4. Land towards 11:00 o'clock into a right neutral bow to buckle the inside of your attacker's right knee as your right hand grabs your attacker's right hand and yanks down and slightly to your left, pulling your attacker into a right upward flapping elbow strike to the underside of your attacker's chin. 

5. Remove the gun from his right hand with your right hand while maintaining the right hand grab with your left hand. As you step back to 6 o'clock with your right foot into a left neutral bow facing 12 o'clock, execute a right outward downward diagonal strike with the butt of the gun to the back and left side of your attacker's head. (Your left hand continues to check your attacker's right arm out to the left.) 
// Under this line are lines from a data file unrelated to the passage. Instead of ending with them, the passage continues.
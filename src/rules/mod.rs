//! Checks run against the files of an extension package

use std::fmt;
use std::path::Path;
use std::str::FromStr;
use std::sync::Arc;

use serde::{Deserialize, Serialize};

use crate::error::{CheckError, Result};
use crate::manifest::GrammarStore;
use crate::report::ReportSink;

pub mod access_guard;
pub mod encoding;
pub mod manifest;
pub mod php_source;

pub use access_guard::AccessGuardRule;
pub use encoding::EncodingRule;
pub use manifest::ManifestRule;

/// Identifier of a built-in rule, as used in configuration and on the CLI
#[derive(Debug, Clone, Copy, PartialEq, Eq, Hash, PartialOrd, Ord, Serialize, Deserialize)]
#[serde(rename_all = "lowercase")]
pub enum RuleId {
    Manifest,
    Encoding,
    Jexec,
}

impl RuleId {
    pub const ALL: [RuleId; 3] = [RuleId::Manifest, RuleId::Encoding, RuleId::Jexec];

    pub fn as_str(&self) -> &'static str {
        match self {
            RuleId::Manifest => "manifest",
            RuleId::Encoding => "encoding",
            RuleId::Jexec => "jexec",
        }
    }
}

impl fmt::Display for RuleId {
    fn fmt(&self, f: &mut fmt::Formatter<'_>) -> fmt::Result {
        f.write_str(self.as_str())
    }
}

impl FromStr for RuleId {
    type Err = CheckError;

    fn from_str(s: &str) -> Result<Self> {
        let wanted = s.trim().to_ascii_lowercase();
        RuleId::ALL
            .into_iter()
            .find(|id| id.as_str() == wanted)
            .ok_or_else(|| CheckError::UnknownRule(s.to_string()))
    }
}

/// A single check over one file
///
/// Implementations must not print: every finding goes to the sink.
pub trait Rule: Send + Sync {
    fn id(&self) -> RuleId;

    /// Short human-readable title
    fn title(&self) -> &'static str;

    /// Whether the file is a candidate for this rule, judged by its path
    fn applies_to(&self, path: &Path) -> bool;

    fn check(&self, path: &Path, content: &str, sink: &mut dyn ReportSink);
}

/// Settings the built-in rules are constructed from
#[derive(Debug, Clone, PartialEq)]
pub struct RuleSettings {
    pub enabled: Vec<RuleId>,
    pub encodings: Vec<String>,
    pub constants: Vec<String>,
}

impl Default for RuleSettings {
    fn default() -> Self {
        Self {
            enabled: RuleId::ALL.to_vec(),
            encodings: encoding::DEFAULT_ENCODINGS
                .iter()
                .map(|s| s.to_string())
                .collect(),
            constants: access_guard::DEFAULT_CONSTANTS
                .iter()
                .map(|s| s.to_string())
                .collect(),
        }
    }
}

/// Ordered set of enabled rules
#[derive(Clone, Default)]
pub struct RuleSet {
    rules: Vec<Arc<dyn Rule>>,
}

impl RuleSet {
    pub fn new() -> Self {
        Self::default()
    }

    /// Build the enabled built-in rules. Duplicated ids are ignored.
    pub fn from_settings(settings: &RuleSettings, grammars: Arc<GrammarStore>) -> Result<Self> {
        let mut set = Self::new();
        let mut seen = Vec::new();
        for id in &settings.enabled {
            if seen.contains(id) {
                continue;
            }
            seen.push(*id);

            let rule: Arc<dyn Rule> = match id {
                RuleId::Manifest => Arc::new(ManifestRule::new(grammars.clone())),
                RuleId::Encoding => Arc::new(EncodingRule::new(&settings.encodings)?),
                RuleId::Jexec => Arc::new(AccessGuardRule::new(&settings.constants)),
            };
            set.register(rule);
        }
        Ok(set)
    }

    pub fn register(&mut self, rule: Arc<dyn Rule>) {
        self.rules.push(rule);
    }

    pub fn rules(&self) -> &[Arc<dyn Rule>] {
        &self.rules
    }

    pub fn ids(&self) -> Vec<RuleId> {
        self.rules.iter().map(|r| r.id()).collect()
    }

    /// Rules interested in `path`, in registration order
    pub fn applicable<'a>(&'a self, path: &'a Path) -> impl Iterator<Item = &'a Arc<dyn Rule>> {
        self.rules.iter().filter(move |r| r.applies_to(path))
    }

    pub fn len(&self) -> usize {
        self.rules.len()
    }

    pub fn is_empty(&self) -> bool {
        self.rules.is_empty()
    }
}

impl fmt::Debug for RuleSet {
    fn fmt(&self, f: &mut fmt::Formatter<'_>) -> fmt::Result {
        f.debug_struct("RuleSet").field("rules", &self.ids()).finish()
    }
}

/// Case-insensitive extension match
pub(crate) fn has_extension(path: &Path, extension: &str) -> bool {
    path.extension()
        .and_then(|e| e.to_str())
        .is_some_and(|e| e.eq_ignore_ascii_case(extension))
}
6. With the pistol and your right hand forming an open end triangle, anchor your elbow to pull your attacker's head down towards you as you execute a right knee kick to your attacker's sternum. Continue the counterclockwise circle and execute a right inward overhead hammering pistol butt strike to the back of your attacker's spine as your knee hits, creating a sandwich. (Your left hand is still checking your attacker's right shoulder.) 

7. With your right knee still in your attacker's chest, execute a right front snapping instep kick to your attacker's groin. 

8. From point of contact, execute a right knife-edge kick to the inside of your attacker's left knee. 

9. From point of contact, execute a right front crossover to 4:30 as your right hand circles counterclockwise and strikes with the butt of the pistol to the outside and underside of your attacker's right elbow, forcing your attacker's arm against their ribs. (Your left hand will check high.) 

10. At the very moment you plant into your crossover execute a right outward downward strike with the butt of the gun to your attacker's head. 

11. Pivot counterclockwise as you execute a left spinning rear kick to any available opening. 

12. As you complete the kick, take the gun by the barrel with your left hand and cross out with your left towards 6 o'clock. As you step out to 6 o'clock with your right foot, have the barrel of the gun aiming at your attacker in the proper manner.


----------